Practically any Canadian can tell you exactly where he was when Paul Henderson potted the winning goal in the deciding game of the 1972 Canada-Soviet series, just the way practically any American over 35 can tell you where he was when he heard that John F. Kennedy had been shot to death in Texas.

“It is one of the things that makes us distinctly Canadian, this memory,” writes Ken Dryden, a former goalie for the Montreal Canadiens, and now a best-selling hockey writer.

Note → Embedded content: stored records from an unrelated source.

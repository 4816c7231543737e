//! Request and response payloads of the remote chat service.

use serde::{Deserialize, Serialize};

pub mod client;

pub use client::{ChatApiError, ChatTransport, HttpChatClient};

use crate::core::settings::{Settings, Speed};

/// Body of `POST /api/chat`.
#[derive(Debug, Clone, PartialEq, Eq, Serialize)]
pub struct ChatRequest {
    pub message: String,
    pub speed: Speed,
    pub api_key: String,
}

impl ChatRequest {
    /// Builds the body from the message and a snapshot of the current settings.
    pub fn new(message: impl Into<String>, settings: &Settings) -> Self {
        Self {
            message: message.into(),
            speed: settings.speed,
            api_key: settings.effective_api_key().to_string(),
        }
    }
}

/// Successful reply of `POST /api/chat`.
#[derive(Debug, Clone, PartialEq, Eq, Deserialize)]
pub struct ChatReply {
    #[serde(alias = "response")]
    pub reply: String,
}

#[cfg(test)]
mod tests {
    use super::*;
    use serde_json::json;

    #[test]
    fn request_carries_speed_and_key_in_fast_mode() {
        let settings = Settings {
            speed: Speed::Fast,
            api_key: "g-key".into(),
            ..Default::default()
        };
        let body = serde_json::to_value(ChatRequest::new("hi", &settings)).unwrap();
        assert_eq!(
            body,
            json!({"message": "hi", "speed": "Fast", "api_key": "g-key"})
        );
    }

    #[test]
    fn stale_key_is_not_sent_in_detailed_mode() {
        let settings = Settings {
            api_key: "left-over".into(),
            ..Default::default()
        };
        let body = serde_json::to_value(ChatRequest::new("hi", &settings)).unwrap();
        assert_eq!(
            body,
            json!({"message": "hi", "speed": "Detailed", "api_key": ""})
        );
    }

    #[test]
    fn reply_accepts_both_field_names() {
        let reply: ChatReply = serde_json::from_str(r#"{"reply":"a"}"#).unwrap();
        assert_eq!(reply.reply, "a");
        let legacy: ChatReply = serde_json::from_str(r#"{"response":"b"}"#).unwrap();
        assert_eq!(legacy.reply, "b");
        assert!(serde_json::from_str::<ChatReply>(r#"{"answer":"c"}"#).is_err());
    }
}
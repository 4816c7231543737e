pub mod logging;
#[cfg(test)]
pub mod test_utils;
//! Diagnostic logging setup.
//!
//! Transport failures and storage fallbacks are reported through `tracing`
//! and never shown in the conversation. The interactive chat therefore logs
//! to a file or nowhere; one-shot commands may log to stderr.

use std::error::Error;
use std::fs::OpenOptions;
use std::path::Path;
use std::sync::Mutex;

use tracing_subscriber::EnvFilter;

/// Environment variable holding the filter directives, e.g. `guardian=debug`.
pub const LOG_ENV: &str = "GUARDIAN_LOG";
const DEFAULT_DIRECTIVES: &str = "warn";

#[derive(Debug, Clone, Copy, PartialEq, Eq)]
pub enum LogTarget<'a> {
    File(&'a Path),
    Stderr,
    Discard,
}

impl<'a> LogTarget<'a> {
    /// Picks the destination for a command. A log file always wins; without
    /// one, only non-interactive commands may write to stderr.
    pub fn choose(log_file: Option<&'a Path>, interactive: bool) -> Self {
        match log_file {
            Some(path) => LogTarget::File(path),
            None if interactive => LogTarget::Discard,
            None => LogTarget::Stderr,
        }
    }
}

pub fn env_filter() -> EnvFilter {
    EnvFilter::try_from_env(LOG_ENV).unwrap_or_else(|_| EnvFilter::new(DEFAULT_DIRECTIVES))
}

pub fn init(target: LogTarget<'_>) -> Result<(), Box<dyn Error + Send + Sync>> {
    let builder = tracing_subscriber::fmt().with_env_filter(env_filter());
    match target {
        LogTarget::File(path) => {
            if let Some(dir) = path.parent().filter(|dir| !dir.as_os_str().is_empty()) {
                std::fs::create_dir_all(dir)?;
            }
            let file = OpenOptions::new().create(true).append(true).open(path)?;
            builder
                .with_ansi(false)
                .with_writer(Mutex::new(file))
                .try_init()?;
        }
        LogTarget::Stderr => builder.with_writer(std::io::stderr).try_init()?,
        LogTarget::Discard => builder.with_writer(std::io::sink).try_init()?,
    }
    Ok(())
}
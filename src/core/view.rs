//! The capability the chat core requires of whatever displays it.
//!
//! The core never touches a terminal or a document directly. It describes
//! each visual change as a call on [`ViewSink`], which keeps the session logic
//! testable with a recording sink.

use crate::core::constants::DISCLAIMER;
use crate::core::message::Sender;
use crate::core::settings::{Settings, Theme};

/// Stable handle for a displayed entry, unique within one session.
pub type EntryId = u64;

#[derive(Debug, Clone, Copy, PartialEq, Eq)]
pub enum Layout {
    /// Right-aligned entries written by the person using the view.
    OwnSide,
    /// Left-aligned entries written by the assistant.
    Counterpart,
}

#[derive(Debug, Clone, PartialEq, Eq)]
pub enum Avatar {
    Initials(String),
    Icon(&'static str),
}

/// A message prepared for display.
#[derive(Debug, Clone, PartialEq, Eq)]
pub struct RenderedEntry {
    pub id: EntryId,
    pub sender: Sender,
    pub layout: Layout,
    pub avatar: Avatar,
    /// Message text split at embedded newlines.
    pub lines: Vec<String>,
    /// Display-only suffix; never part of the stored message text.
    pub disclaimer: Option<&'static str>,
    /// True only for the transient "Thinking..." entry.
    pub pending: bool,
}

impl RenderedEntry {
    /// Content lines followed by the disclaimer, separated by a blank line.
    pub fn display_text(&self) -> String {
        let mut text = self.lines.join("\n");
        if let Some(disclaimer) = self.disclaimer {
            text.push_str("\n\n");
            text.push_str(disclaimer);
        }
        text
    }

    pub fn has_disclaimer(&self) -> bool {
        self.disclaimer == Some(DISCLAIMER)
    }
}

/// How the settings panel should currently look.
#[derive(Debug, Clone, Copy, PartialEq, Eq)]
pub struct PanelState {
    pub open: bool,
    pub api_key_visible: bool,
}

/// Identity-derived text shown outside the conversation (profile badge).
#[derive(Debug, Clone, PartialEq, Eq)]
pub struct IdentityDisplay {
    pub name: Option<String>,
    pub initials: String,
}

pub trait ViewSink {
    fn append(&mut self, entry: &RenderedEntry);
    fn remove(&mut self, id: EntryId);
    fn clear(&mut self);
    fn scroll_to_latest(&mut self);

    /// Rewrite the avatar of every user entry already on screen.
    fn relabel_user_avatars(&mut self, initials: &str);
    fn show_identity(&mut self, identity: &IdentityDisplay);

    fn apply_theme(&mut self, theme: Theme);
    fn reflect_settings(&mut self, settings: &Settings, panel: PanelState);

    /// Mirror the composer contents (cleared on submit).
    fn set_input(&mut self, text: &str);

    /// Discard all view state and start the view again from storage.
    fn reload(&mut self);
}

/// A view with nowhere to draw, for headless commands.
#[derive(Debug, Default, Clone, Copy)]
pub struct NullView;

impl ViewSink for NullView {
    fn append(&mut self, _entry: &RenderedEntry) {}
    fn remove(&mut self, _id: EntryId) {}
    fn clear(&mut self) {}
    fn scroll_to_latest(&mut self) {}
    fn relabel_user_avatars(&mut self, _initials: &str) {}
    fn show_identity(&mut self, _identity: &IdentityDisplay) {}
    fn apply_theme(&mut self, _theme: Theme) {}
    fn reflect_settings(&mut self, _settings: &Settings, _panel: PanelState) {}
    fn set_input(&mut self, _text: &str) {}
    fn reload(&mut self) {}
}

Such is the place of hockey in Canada that a general-interest magazine here, in a recent cover story, exhorted parents to build their own back yard rinks, giving “the definitive, the quintessential, the perfect” hockey-rink recipe: Cut the grass short in the fall; wait for the first snow; shovel the snow to half-an-inch deep; run the sprinkler all night, getting up every three hours to move it around; hose down the sprinkled area with the nozzle set on “mist”; then take the nozzle off the hose and dump as much water as possible on the misted area.

All this takes about 10 frigid days and nights of running around the back yard with a parka and galoshes over your pajamas--yet each year, the hopeful parents of countless budding Wayne Gretzkys bend to such outlandish labors, and bend to them lovingly.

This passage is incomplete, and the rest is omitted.